• [Exercise prompt] The answer must be every line from the entries below that contains "params".
---*---
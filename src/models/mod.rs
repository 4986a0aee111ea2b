//! Data models for Shelfkeeper

pub mod book;
pub mod import_report;
pub mod member;
pub mod transaction;

// Re-export commonly used types
pub use book::{Book, BookInput, BookSearch, BookShort, ImportBooks};
pub use import_report::ImportReport;
pub use member::{Member, MemberInput};
pub use transaction::{IssueBook, ReturnBook, ReturnQuote, ReturnReceipt, Transaction};
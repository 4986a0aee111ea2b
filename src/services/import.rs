//! Book import from a remote JSON catalog

use std::{sync::Arc, time::Duration};

use async_trait::async_trait;
use chrono::NaiveDate;
use serde::Deserialize;
use validator::Validate;

use crate::{
    config::CatalogImportConfig,
    error::AppResult,
    models::{Book, ImportBooks, ImportReport},
    repository::CatalogStore,
};

/// Upper bound on pages fetched in one import run
const MAX_PAGES: u32 = 500;

/// Date layout used by the remote catalog
const REMOTE_DATE_FORMAT: &str = "%m/%d/%Y";

/// Page request sent to the remote catalog
#[derive(Debug, Clone, PartialEq, Eq)]
pub struct RemoteQuery {
    pub page: u32,
    pub title: Option<String>,
    pub author: Option<String>,
}

/// Value the remote catalog sends either as a JSON number or a string
#[derive(Debug, Clone, PartialEq, Deserialize)]
#[serde(untagged)]
pub enum Loose {
    Number(serde_json::Number),
    Text(String),
}

impl Loose {
    pub fn as_text(&self) -> String {
        match self {
            Loose::Number(n) => n.to_string(),
            Loose::Text(s) => s.trim().to_string(),
        }
    }

    pub fn as_i32(&self) -> Option<i32> {
        match self {
            Loose::Number(n) => n.as_i64().and_then(|v| i32::try_from(v).ok()),
            Loose::Text(s) => s.trim().parse().ok(),
        }
    }

    pub fn as_f64(&self) -> Option<f64> {
        match self {
            Loose::Number(n) => n.as_f64(),
            Loose::Text(s) => s.trim().parse().ok(),
        }
    }
}

/// Book record as served by the remote catalog
#[derive(Debug, Clone, PartialEq, Deserialize)]
pub struct RemoteBook {
    #[serde(rename = "bookID")]
    pub book_id: Loose,
    pub title: String,
    pub authors: String,
    #[serde(default)]
    pub average_rating: Option<Loose>,
    #[serde(default)]
    pub isbn: Option<Loose>,
    #[serde(default)]
    pub isbn13: Option<Loose>,
    #[serde(default)]
    pub language_code: Option<String>,
    #[serde(default, alias = "  num_pages")]
    pub num_pages: Option<Loose>,
    #[serde(default)]
    pub ratings_count: Option<Loose>,
    #[serde(default)]
    pub text_reviews_count: Option<Loose>,
    #[serde(default)]
    pub publication_date: Option<String>,
    #[serde(default)]
    pub publisher: Option<String>,
}

impl RemoteBook {
    pub fn id(&self) -> String {
        self.book_id.as_text()
    }

    /// Convert to a stored book with `copies` on the shelf.
    ///
    /// An unreadable publication date is dropped and reported back instead
    /// of rejecting the record.
    pub fn into_book(self, copies: i32) -> (Book, Option<String>) {
        let id = self.id();
        let (publication_date, warning) = match self.publication_date.as_deref().map(str::trim) {
            None | Some("") => (None, None),
            Some(raw) => match NaiveDate::parse_from_str(raw, REMOTE_DATE_FORMAT) {
                Ok(date) => (Some(date), None),
                Err(_) => (
                    None,
                    Some(format!("Book {}: unreadable publication date '{}'", id, raw)),
                ),
            },
        };

        let book = Book {
            id,
            title: self.title,
            author: self.authors,
            language_code: self.language_code,
            total_quantity: copies,
            available_quantity: copies,
            rented_count: 0,
            isbn: self.isbn.as_ref().map(Loose::as_text),
            isbn13: self.isbn13.as_ref().map(Loose::as_text),
            average_rating: self.average_rating.as_ref().and_then(Loose::as_f64),
            num_pages: self.num_pages.as_ref().and_then(Loose::as_i32),
            ratings_count: self.ratings_count.as_ref().and_then(Loose::as_i32),
            text_reviews_count: self.text_reviews_count.as_ref().and_then(Loose::as_i32),
            publisher: self.publisher,
            publication_date,
        };
        (book, warning)
    }
}

/// Source of remote catalog pages
#[cfg_attr(test, mockall::automock)]
#[async_trait]
pub trait CatalogSource: Send + Sync {
    /// Fetch one page; an empty page means the catalog is exhausted.
    async fn fetch_page(&self, query: RemoteQuery) -> AppResult<Vec<RemoteBook>>;
}

#[derive(Debug, Deserialize)]
struct CatalogPage {
    #[serde(default)]
    message: Option<Vec<RemoteBook>>,
}

/// Remote catalog reached over HTTP
#[derive(Clone)]
pub struct HttpCatalogSource {
    client: reqwest::Client,
    base_url: String,
}

impl HttpCatalogSource {
    pub fn new(config: &CatalogImportConfig) -> AppResult<Self> {
        let client = reqwest::Client::builder()
            .timeout(Duration::from_secs(config.timeout_secs))
            .build()?;
        Ok(Self {
            client,
            base_url: config.base_url.clone(),
        })
    }
}

#[async_trait]
impl CatalogSource for HttpCatalogSource {
    async fn fetch_page(&self, query: RemoteQuery) -> AppResult<Vec<RemoteBook>> {
        let mut params = vec![("page", query.page.to_string())];
        if let Some(title) = query.title {
            params.push(("title", title));
        }
        if let Some(author) = query.author {
            params.push(("author", author));
        }

        tracing::debug!("Fetching catalog page {} from {}", query.page, self.base_url);

        let page: CatalogPage = self
            .client
            .get(&self.base_url)
            .query(&params)
            .send()
            .await?
            .error_for_status()?
            .json()
            .await?;

        Ok(page.message.unwrap_or_default())
    }
}

#[derive(Clone)]
pub struct ImportService {
    store: Arc<dyn CatalogStore>,
    source: Arc<dyn CatalogSource>,
}

impl ImportService {
    pub fn new(store: Arc<dyn CatalogStore>, source: Arc<dyn CatalogSource>) -> Self {
        Self { store, source }
    }

    /// Import up to `request.count` new books, page by page.
    ///
    /// Each page is committed on its own; books already present are skipped
    /// and listed in the report.
    pub async fn import_books(&self, request: ImportBooks) -> AppResult<ImportReport> {
        request.validate()?;
        let copies = request.copies.unwrap_or(request.count);

        let mut report = ImportReport {
            requested: request.count,
            ..Default::default()
        };

        let mut page = 1;
        while report.imported < request.count && page <= MAX_PAGES {
            let records = self
                .source
                .fetch_page(RemoteQuery {
                    page,
                    title: request.title.clone(),
                    author: request.author.clone(),
                })
                .await?;
            if records.is_empty() {
                break;
            }

            let mut uow = self.store.begin().await?;
            for record in records {
                let id = record.id();
                if uow.find_book(&id).await?.is_some() {
                    report.duplicate_ids.push(id);
                    continue;
                }

                let (book, warning) = record.into_book(copies);
                uow.insert_book(&book).await?;
                report.imported += 1;
                if let Some(warning) = warning {
                    tracing::warn!("{}", warning);
                    report.warnings.push(warning);
                }
                if report.imported == request.count {
                    break;
                }
            }
            uow.commit().await?;

            page += 1;
        }

        report.summarize();
        tracing::info!("Catalog import finished: {}", report.message);
        Ok(report)
    }
}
---*---
• [Solution to the problem]
        let mut params = vec![("page", query.page.to_string())];
            params.push(("title", title));
            params.push(("author", author));
            .query(&params)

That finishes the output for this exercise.